-Re: what happens when a datanode rejoins?
Harsh J 2012-09-11, 08:03
George has answered most of these. I'll just add on:
On Tue, Sep 11, 2012 at 12:44 PM, Mehul Choube
<[EMAIL PROTECTED]> wrote:
> 1. Some of the blocks it was managing are deleted/modified?
A DN runs a block report upon start, and sends the list of blocks to
the NN. NN validates them and if it finds any files to miss block
replicas post-report, it will schedule a re-replication from one of
the good DNs that still carry it. The modified (out-of-HDFS) blocks
fail their stored checksums so are treated as corrupt and deleted, and
are re-replicated in the same manner.
> 2. The size of the blocks are now modified say from 64MB to 128MB?
George's got this already. Changing of block size does not impact any
existing blocks. It is a per-file metadata prop.

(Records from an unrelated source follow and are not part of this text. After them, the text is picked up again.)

use thiserror::Error;

use crate::application::repos::RepoError;
use crate::cache::CacheError;
use crate::domain::error::{DomainError, EntityLevel};

#[derive(Debug, Error)]
pub enum CatalogError {
    #[error(transparent)]
    Domain(#[from] DomainError),
    #[error(transparent)]
    Repo(#[from] RepoError),
    #[error("discount store unavailable")]
    DiscountUnavailable(#[source] CacheError),
}

impl CatalogError {
    pub fn not_found(level: EntityLevel) -> Self {
        Self::Domain(DomainError::not_found(level))
    }

    /// The hierarchy level reported missing, if this is a not-found error.
    pub fn missing_level(&self) -> Option<EntityLevel> {
        match self {
            CatalogError::Domain(DomainError::NotFound { level }) => Some(*level),
            _ => None,
        }
    }
}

> 3. What if the block replication factor was one (yea not in most
> deployments but say incase) so does the namenode recreate a file once the
> datanode rejoins?
Files exist at the NN metadata (its fsimage/edits persist this).
Blocks pertaining to a file exists at a DN. If the file had a single
replica and that replica was lost, then the file's data is lost and
the NameNode will tell you as much in its metrics/fsck.